◆ What you need to do ◆
Every line from the start of the records below to the line containing "that was read." should be retyped exactly, that line included, and no others.

Saved entries
┄┄┄┄┄┄
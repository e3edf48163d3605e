//! Error types for archives and field streams.

use thiserror::Error;

use crate::name::StringId;

/// Errors raised while reading a binary archive.
///
/// Writing never fails; every variant here describes a stream that cannot be trusted past the
/// point of failure.
#[derive(Error, Debug, Clone, PartialEq, Eq)]
pub enum ArchiveError {
    /// The stream ended (or hit its current read limit) before a value was complete.
    #[error("unexpected end of archive: needed {needed} bytes at offset {offset}, {remaining} available")]
    UnexpectedEof {
        /// Bytes the value needed.
        needed: usize,
        /// Cursor position when the read started.
        offset: usize,
        /// Bytes left before the limit.
        remaining: usize,
    },

    /// The archive does not start with the expected magic bytes.
    #[error("bad archive magic")]
    BadMagic,

    /// The archive container itself is newer than this reader.
    #[error("unsupported archive version {0}")]
    UnsupportedArchiveVersion(u32),

    /// A custom version tag is older than the oldest data this reader accepts.
    #[error("custom version {tag} is {found}, minimum supported is {minimum}")]
    UnsupportedVersion {
        /// Tag of the custom version.
        tag: StringId,
        /// Version stored in the archive.
        found: u32,
        /// Minimum version the reader supports.
        minimum: u32,
    },

    /// A tag byte had a value no writer produces.
    #[error("invalid tag {tag} at offset {offset}")]
    InvalidTag {
        /// The tag that was read.
        tag: u8,
        /// Cursor position of the tag.
        offset: usize,
    },

    /// A length-prefixed string was not valid UTF-8.
    #[error("invalid utf-8 string at offset {0}")]
    InvalidUtf8(usize),
}

/// Result type for archive operations.
pub type ArchiveResult<T> = Result<T, ArchiveError>;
┄┄┄┄┄┄
◆ Solution to the problem ◆
repository e3edf48163d3605e
//! Error types for archives and field streams.

use thiserror::Error;

use crate::name::StringId;

/// Errors raised while reading a binary archive.
///
/// Writing never fails; every variant here describes a stream that cannot be trusted past the
/// point of failure.
#[derive(Error, Debug, Clone, PartialEq, Eq)]
pub enum ArchiveError {
    /// The stream ended (or hit its current read limit) before a value was complete.
    #[error("unexpected end of archive: needed {needed} bytes at offset {offset}, {remaining} available")]
    UnexpectedEof {
        /// Bytes the value needed.
        needed: usize,
        /// Cursor position when the read started.
        offset: usize,
        /// Bytes left before the limit.
        remaining: usize,
    },

    /// The archive does not start with the expected magic bytes.
    #[error("bad archive magic")]
    BadMagic,

    /// The archive container itself is newer than this reader.
    #[error("unsupported archive version {0}")]
    UnsupportedArchiveVersion(u32),

    /// A custom version tag is older than the oldest data this reader accepts.
    #[error("custom version {tag} is {found}, minimum supported is {minimum}")]
    UnsupportedVersion {
        /// Tag of the custom version.
        tag: StringId,
        /// Version stored in the archive.
        found: u32,
        /// Minimum version the reader supports.
        minimum: u32,
    },

    /// A tag byte had a value no writer produces.
    #[error("invalid tag {tag} at offset {offset}")]
    InvalidTag {
        /// The tag that was read.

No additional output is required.